━━━━━ Source data ━━━━━
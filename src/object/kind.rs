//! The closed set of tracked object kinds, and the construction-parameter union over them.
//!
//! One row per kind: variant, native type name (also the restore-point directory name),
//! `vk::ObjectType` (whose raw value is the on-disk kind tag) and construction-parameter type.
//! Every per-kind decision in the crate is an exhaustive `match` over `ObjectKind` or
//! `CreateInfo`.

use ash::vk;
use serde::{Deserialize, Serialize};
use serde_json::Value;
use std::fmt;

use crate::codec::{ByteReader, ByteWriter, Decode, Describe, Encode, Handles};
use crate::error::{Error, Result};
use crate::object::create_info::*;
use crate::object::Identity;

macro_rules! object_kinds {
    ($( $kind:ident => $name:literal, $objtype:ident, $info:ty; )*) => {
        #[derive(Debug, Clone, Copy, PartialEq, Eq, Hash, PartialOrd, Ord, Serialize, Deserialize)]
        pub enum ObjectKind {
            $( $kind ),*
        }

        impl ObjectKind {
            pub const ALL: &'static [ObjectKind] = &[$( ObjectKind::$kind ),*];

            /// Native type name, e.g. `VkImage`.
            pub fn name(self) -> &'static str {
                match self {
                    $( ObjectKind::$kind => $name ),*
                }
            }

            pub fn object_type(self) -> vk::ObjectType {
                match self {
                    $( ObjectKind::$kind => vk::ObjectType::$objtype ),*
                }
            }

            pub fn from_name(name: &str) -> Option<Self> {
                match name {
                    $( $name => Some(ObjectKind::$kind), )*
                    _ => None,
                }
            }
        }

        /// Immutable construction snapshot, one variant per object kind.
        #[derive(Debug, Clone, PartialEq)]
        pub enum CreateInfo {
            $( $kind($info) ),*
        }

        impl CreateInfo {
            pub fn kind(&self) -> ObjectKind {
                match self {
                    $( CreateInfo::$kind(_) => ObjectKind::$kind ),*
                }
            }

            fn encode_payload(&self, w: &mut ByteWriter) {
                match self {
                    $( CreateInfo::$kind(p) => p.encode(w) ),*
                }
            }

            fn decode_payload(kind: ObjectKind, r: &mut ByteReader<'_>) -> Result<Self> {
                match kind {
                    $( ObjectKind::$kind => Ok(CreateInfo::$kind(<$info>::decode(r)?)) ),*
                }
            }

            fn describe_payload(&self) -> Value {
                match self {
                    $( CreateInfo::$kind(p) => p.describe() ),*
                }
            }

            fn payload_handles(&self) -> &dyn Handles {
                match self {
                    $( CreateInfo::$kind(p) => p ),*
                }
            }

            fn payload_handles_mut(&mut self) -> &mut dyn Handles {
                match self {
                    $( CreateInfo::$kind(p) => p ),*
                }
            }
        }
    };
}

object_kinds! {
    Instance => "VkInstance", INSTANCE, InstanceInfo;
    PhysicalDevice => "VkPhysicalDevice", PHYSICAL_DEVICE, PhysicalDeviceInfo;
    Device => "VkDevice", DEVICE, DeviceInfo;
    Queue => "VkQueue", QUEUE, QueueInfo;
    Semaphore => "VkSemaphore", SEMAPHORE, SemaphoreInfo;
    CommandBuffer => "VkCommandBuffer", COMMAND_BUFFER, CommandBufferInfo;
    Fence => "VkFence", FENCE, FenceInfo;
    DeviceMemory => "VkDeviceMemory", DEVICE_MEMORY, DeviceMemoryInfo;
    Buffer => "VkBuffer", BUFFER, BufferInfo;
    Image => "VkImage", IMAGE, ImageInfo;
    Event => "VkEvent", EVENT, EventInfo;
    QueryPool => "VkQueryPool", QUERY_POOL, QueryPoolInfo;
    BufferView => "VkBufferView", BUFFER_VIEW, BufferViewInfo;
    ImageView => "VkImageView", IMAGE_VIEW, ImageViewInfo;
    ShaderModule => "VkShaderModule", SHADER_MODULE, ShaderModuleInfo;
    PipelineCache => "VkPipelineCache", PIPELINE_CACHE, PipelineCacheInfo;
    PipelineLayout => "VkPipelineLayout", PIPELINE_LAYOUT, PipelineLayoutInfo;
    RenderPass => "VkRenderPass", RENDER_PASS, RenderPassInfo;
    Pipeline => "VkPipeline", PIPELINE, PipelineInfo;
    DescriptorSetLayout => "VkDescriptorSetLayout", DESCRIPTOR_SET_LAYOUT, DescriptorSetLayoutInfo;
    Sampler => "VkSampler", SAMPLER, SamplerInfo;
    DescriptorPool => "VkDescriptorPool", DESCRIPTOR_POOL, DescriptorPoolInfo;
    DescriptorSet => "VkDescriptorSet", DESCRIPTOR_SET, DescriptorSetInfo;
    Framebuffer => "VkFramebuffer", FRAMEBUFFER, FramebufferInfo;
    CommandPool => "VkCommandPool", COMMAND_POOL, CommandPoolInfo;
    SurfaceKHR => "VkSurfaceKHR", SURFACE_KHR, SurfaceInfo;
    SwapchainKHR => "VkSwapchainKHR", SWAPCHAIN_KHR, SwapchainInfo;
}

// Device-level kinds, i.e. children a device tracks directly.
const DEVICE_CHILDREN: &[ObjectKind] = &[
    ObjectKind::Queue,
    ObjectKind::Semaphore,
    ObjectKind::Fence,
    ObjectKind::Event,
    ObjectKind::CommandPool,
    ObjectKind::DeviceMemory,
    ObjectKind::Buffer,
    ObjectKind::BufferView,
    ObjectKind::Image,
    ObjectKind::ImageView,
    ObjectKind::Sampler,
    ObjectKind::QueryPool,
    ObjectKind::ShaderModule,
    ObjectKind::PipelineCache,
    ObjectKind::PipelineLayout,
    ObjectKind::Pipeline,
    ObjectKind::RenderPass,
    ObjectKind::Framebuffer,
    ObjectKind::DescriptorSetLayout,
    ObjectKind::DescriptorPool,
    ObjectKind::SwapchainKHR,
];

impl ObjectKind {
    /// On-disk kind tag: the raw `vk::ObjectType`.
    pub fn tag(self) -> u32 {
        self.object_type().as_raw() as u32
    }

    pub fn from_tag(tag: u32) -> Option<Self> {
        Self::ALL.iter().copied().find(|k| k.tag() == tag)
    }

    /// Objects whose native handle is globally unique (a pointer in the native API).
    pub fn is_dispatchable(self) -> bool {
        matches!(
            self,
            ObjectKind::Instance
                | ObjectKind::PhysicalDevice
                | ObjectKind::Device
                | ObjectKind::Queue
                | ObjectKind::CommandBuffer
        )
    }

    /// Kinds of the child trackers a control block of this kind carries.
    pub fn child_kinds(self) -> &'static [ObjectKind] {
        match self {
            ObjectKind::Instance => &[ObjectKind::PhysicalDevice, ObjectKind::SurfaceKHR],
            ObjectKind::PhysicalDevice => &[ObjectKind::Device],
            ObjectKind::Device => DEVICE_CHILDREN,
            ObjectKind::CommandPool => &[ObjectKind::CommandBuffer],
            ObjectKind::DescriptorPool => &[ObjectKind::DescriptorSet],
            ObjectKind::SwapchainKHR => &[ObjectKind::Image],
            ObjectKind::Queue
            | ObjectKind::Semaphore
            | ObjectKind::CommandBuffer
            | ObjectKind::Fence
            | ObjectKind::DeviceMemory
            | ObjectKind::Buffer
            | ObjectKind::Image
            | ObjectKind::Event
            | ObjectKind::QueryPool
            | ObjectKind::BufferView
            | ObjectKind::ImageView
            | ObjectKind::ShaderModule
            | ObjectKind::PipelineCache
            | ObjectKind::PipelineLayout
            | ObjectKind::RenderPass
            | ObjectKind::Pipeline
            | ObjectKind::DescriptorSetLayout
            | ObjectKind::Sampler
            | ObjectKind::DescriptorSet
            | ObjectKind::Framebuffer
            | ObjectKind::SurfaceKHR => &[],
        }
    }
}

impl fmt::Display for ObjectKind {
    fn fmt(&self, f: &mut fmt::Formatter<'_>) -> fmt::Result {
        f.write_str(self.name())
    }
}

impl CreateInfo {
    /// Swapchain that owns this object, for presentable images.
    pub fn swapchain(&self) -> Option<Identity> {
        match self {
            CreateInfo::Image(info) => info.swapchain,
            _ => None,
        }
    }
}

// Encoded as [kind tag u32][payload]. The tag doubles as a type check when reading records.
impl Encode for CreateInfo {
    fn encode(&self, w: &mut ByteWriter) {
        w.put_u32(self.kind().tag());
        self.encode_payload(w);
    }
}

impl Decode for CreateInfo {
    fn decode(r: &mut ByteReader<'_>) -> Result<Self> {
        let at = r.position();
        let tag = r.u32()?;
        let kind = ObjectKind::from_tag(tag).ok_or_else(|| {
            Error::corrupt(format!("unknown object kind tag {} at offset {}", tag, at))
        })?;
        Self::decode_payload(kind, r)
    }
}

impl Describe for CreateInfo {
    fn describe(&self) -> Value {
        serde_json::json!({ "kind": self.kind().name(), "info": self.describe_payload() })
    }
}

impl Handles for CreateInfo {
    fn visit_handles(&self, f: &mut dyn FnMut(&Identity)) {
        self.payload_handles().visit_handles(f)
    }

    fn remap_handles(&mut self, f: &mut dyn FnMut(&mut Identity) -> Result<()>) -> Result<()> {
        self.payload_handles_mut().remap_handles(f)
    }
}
━━━━━
Since only a number is wanted, report how many lines of the listing include the word "CommandBuffer".

== Response for this exercise ==
4